Friday

Jan. 27, 2012


Don't Look Back

by Kay Ryan

This is not
a problem
for the neckless.
Fish cannot
recklessly
swivel their heads
to check
on their fry;
no one expects
this. They are
torpedoes of
disinterest,
compact capsules
that rely
on the odds
for survival,
unfollowed by
the exact and modest
number of goslings
the S-necked
goose is—
who if she
looks back
acknowledges losses
and if she does not
also loses.

"Don't Look Back" by Kay Ryan, from Say Uncle. © Grove Press, 2000. Reprinted with permission. (buy now)

It's the birthday of Wolfgang Amadeus Mozart, born in Salzburg, Austria (1756). He only lived for 35 years but he started his career early — a child prodigy from a family of musicians. He toured all over Europe, and wrote his first opera at age 11.

Mozart died at the age of 35 in mysterious circumstances. There is a popular image of him as poor and miserable, working on a funeral requiem as he was dying. But overall, his final year was a good and productive one. He was living in Vienna. He was still getting commissions. He didn't have a lot of money in the year 1791, but then again, he rarely did — he and his wife, Constanze, never seemed able to live on what Mozart made.

It was a busy year. In the first months of 1791, he wrote dance music for the winter balls at the court and the Piano Concerto No. 27. In the summer, a messenger came, asking Mozart to write a requiem for his patron, Count Franz von Walsegg who had lost his wife and wanted to commission a requiem in her honor.

He was working on the opera La Clemenza di Tito to celebrate the coronation of Emperor Leopold as King of Bohemia. It premiered in early September. Three weeks later, his opera The Magic Flute opened in Vienna, and was a big hit. In October, he finished Clarinet Concerto in A. Then a cantata for his Freemason lodge, which he directed himself on November 18th. Finally, he put all his energy toward the Requiem, but just after the performance of his cantata, he became extremely ill. He had a fever, and his whole body was swollen. He continued writing the Requiem right up until his death, which was only two weeks after he became sick. No one knows what Mozart's illness was, and there are dozens of theories: rheumatic fever, tuberculosis, endocarditis, syphilis, congestive heart failure, kidney disease, and poisoning. He died on December 5th, 1791 and was buried in a mass, unmarked grave, a common practice for the middle-class of Vienna.

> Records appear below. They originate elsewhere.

#![forbid(unsafe_code)]

//! Modal overlay: a dimmed backdrop over the whole area, then the content
//! widget in a cleared, centered rectangle.

use crate::buffer::{Buffer, Cell};
use crate::geometry::Rect;
use crate::style::Style;
use crate::{Widget, set_style_area};

/// A centered overlay around a content widget.
#[derive(Debug, Clone)]
pub struct Modal<C> {
    content: C,
    width: u16,
    height: u16,
    backdrop: Style,
}

impl<C> Modal<C> {
    /// A modal of the given preferred size; it shrinks to fit the area.
    pub fn new(content: C, width: u16, height: u16) -> Self {
        Self {
            content,
            width,
            height,
            backdrop: Style::new().dim(),
        }
    }

    /// Style painted over everything behind the modal.
    pub fn backdrop(mut self, style: Style) -> Self {
        self.backdrop = style;
        self
    }

    pub fn content_rect(&self, area: Rect) -> Rect {
        area.centered(self.width, self.height)
    }
}

impl<C: Widget> Widget for Modal<C> {
    fn render(&self, area: Rect, buf: &mut Buffer) {
        if area.is_empty() {
            return;
        }

        // Backdrop keeps the glyphs underneath.
        set_style_area(buf, area, self.backdrop);

        let content_area = self.content_rect(area);
        if content_area.is_empty() {
            return;
        }
        buf.fill(content_area, Cell::default());
        self.content.render(content_area, buf);
    }
}
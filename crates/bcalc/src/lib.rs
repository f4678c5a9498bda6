#![forbid(unsafe_code)]

//! Terminal budget calculator.
//!
//! Type an annual revenue and see a suggested marketing budget, a website
//! budget for every priority and complexity combination, and how the
//! website budget grows with revenue. `bcalc --report` prints the same
//! figures without the interactive screen.

pub mod app;
pub mod cli;
pub mod error;
pub mod logging;
pub mod presenter;
pub mod report;
pub mod runtime;
pub mod session;
pub mod theme;
pub mod view;

pub use cli::run_from_env;
pub use error::{AppError, Result};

Mozart said, "Music, in even the most terrible situations, must never offend the ear but always remain a source of pleasure."

It's the birthday of the writer whom Mark Twain called "the stillest and shyest full-grown man I have ever met." That's Lewis Carroll (books by this author), born Charles Lutwidge Dodgson in Daresbury, England (1832). He went to Oxford, was gifted at math, graduated with honors, and stayed at the college as a teacher for the rest of his life. He didn't really like teaching. But it earned him a living, and he thought of it as a temporary endeavor while he worked on becoming famous as an artist of some sort. Carroll wrote poems and short stories, and took photographs, and then one day in 1856, he took three little girls, Ina, Edith, and Alice on a boating trip down the river, and told them the story that became Alice's Adventures in Wonderland (1865). Six years later, he published its sequel, Through the Looking-Glass and What Alice Found There (1871).